Session Information
05 SES 06 A, Paths, Participation and Social Mobility
Paper Session
Contribution
The meanings and motivations that young adults attach to their participation in lifelong learning (LLL) policy measures do not always align with the formal policy objectives of policy experts. The ways in which young adults orient to LLL policies and adopt particular ‘styles’ of participation relate to two important dimensions: i) the varying levels of leeway given to participants to adapt policies to their subjective needs and expectations, and ii) young adults’ resources for reflexivity and agency (O’Connor, 2014). LLL policy measures differ significantly in how much adaptation they allow, ranging from considerable flexibility in their design to levels of rigidity that imply normalization of individual life courses. Also, young adults’ abilities to make use of and benefit from formally offered leeway – or to navigate more rigidly organized policies and achieve ‘informal customization’ – vary based on their intrapersonal and social resources, which relate not only to their family background, but also their previous life course progression and life course cumulation.

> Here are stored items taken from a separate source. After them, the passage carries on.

//! The `run` command: one scheduled update run.
//!
//! ```bash
//! immich-autoupdate run
//! immich-autoupdate          # same thing
//! immich-autoupdate --no-lock --log-file ./update.log run
//! ```

use anyhow::Result;
use clap::Args;
use tracing::{error, warn};

use super::CliConfig;
use crate::config::Config;
use crate::core::UpdaterError;
use crate::lock::PidLock;
use crate::notify::Notifier;
use crate::upgrade::pipeline::{self, notify_failure};
use crate::utils::http::build_client;
use crate::utils::signal::shutdown_signal;

/// Check for a new release and install it if policy allows.
#[derive(Args, Debug, Default)]
pub struct RunCommand {}

impl RunCommand {
    /// Load the settings, take the lock, and run the pipeline until it ends
    /// or a termination signal arrives.
    ///
    /// The lock marker is held for the whole run and removed on every exit
    /// path, including interruption: the pipeline future is dropped (killing
    /// any running container command) before the guard goes out of scope.
    ///
    /// # Errors
    ///
    /// Returns the hard failure that ended the run. Every failure is logged;
    /// those after the lock is taken have also been notified.
    pub async fn execute(self, cli: &CliConfig) -> Result<()> {
        let config = Config::load(&cli.config_path).inspect_err(|e| error!("{e:#}"))?;
        let client = build_client(config.http_timeout).inspect_err(|e| error!("{e:#}"))?;
        let notifier = Notifier::from_settings(&config.notify, client.clone())
            .inspect_err(|e| error!("{e:#}"))?;

        // A live marker belongs to another run, which will report for itself
        let _lock = match &cli.lock_file {
            Some(path) => Some(PidLock::acquire(path).inspect_err(|e| error!("{e:#}"))?),
            None => None,
        };

        let interrupted = async {
            match shutdown_signal().await {
                Ok(signal) => signal,
                Err(e) => {
                    warn!("Signal handling unavailable: {e:#}");
                    std::future::pending().await
                }
            }
        };

        tokio::select! {
            result = pipeline::run(&config, &client, &notifier) => result.map(|_| ()),
            signal = interrupted => {
                let error = anyhow::Error::from(UpdaterError::Interrupted {
                    signal: signal.to_string(),
                });
                notify_failure(&notifier, &error).await;
                Err(error)
            }
        }
    }
}
//! `check` reports the decision and changes nothing.

use predicates::prelude::*;

use crate::common::{SAFE_NOTES, TestEnv};

#[test]
fn test_check_reports_update() {
    let mut env = TestEnv::new().with_gotify();
    let _release = env.release("v1.117.0", 30, SAFE_NOTES);
    let _running = env.running("v1.116.2");
    let notify = env.expect_no_notification();

    env.command()
        .arg("check")
        .assert()
        .success()
        .stdout(predicate::str::contains("Running version: 1.116.2"))
        .stdout(predicate::str::contains("Latest release:  1.117.0"))
        .stdout(predicate::str::contains("update"));

    notify.assert();
    assert!(env.docker.invocations().is_empty());
    assert!(!env.lock_path().exists());
    assert!(!env.log_path().exists(), "check must not write the run log");
}

#[test]
fn test_check_json() {
    let mut env = TestEnv::new();
    let _release = env.release("v1.117.0", 3, SAFE_NOTES);
    let _running = env.running("v1.116.2");

    let output = env
        .command()
        .args(["check", "--format", "json"])
        .assert()
        .success()
        .get_output()
        .stdout
        .clone();

    let report: serde_json::Value = serde_json::from_slice(&output).unwrap();
    assert_eq!(report["action"], "skip");
    assert_eq!(report["days_since_release"], 3);
    assert_eq!(report["tag"], "v1.117.0");
}

#[test]
fn test_check_blocked_exits_nonzero() {
    let mut env = TestEnv::new().with_gotify();
    let _release = env.release("v1.117.0", 30, "**Caution**: back up your database first");
    let _running = env.running("v1.116.2");
    let notify = env.expect_no_notification();

    env.command()
        .arg("check")
        .assert()
        .code(1)
        .stdout(predicate::str::contains("release notes mention 'caution'"));

    notify.assert();
}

The latter refers to a process in which advantages and disadvantages do not occur randomly during a lifetime, but according to a logic of path dependence that usually starts with early advantages or disadvantages brought about by people’s social origins. (Elder, 2007; Levy & Bühlmann, 2016).
This paper explores the meanings and motivations that young adults attach to their participation in LLL policies and, adopting a comparative lens, aims to identify LLL ‘participation styles’ among young adults in Finland, Scotland, and Spain. These participation styles are examined in relation to young adults’ reflexive and agentic resources, their life plans and future aspirations, their relational skills, and the differing LLL policies. Furthermore, the negotiation and construction of young adults’ life courses and biographies are always embedded in particular contexts that enable different opportunity structures, which this analysis addresses through the views of policy experts.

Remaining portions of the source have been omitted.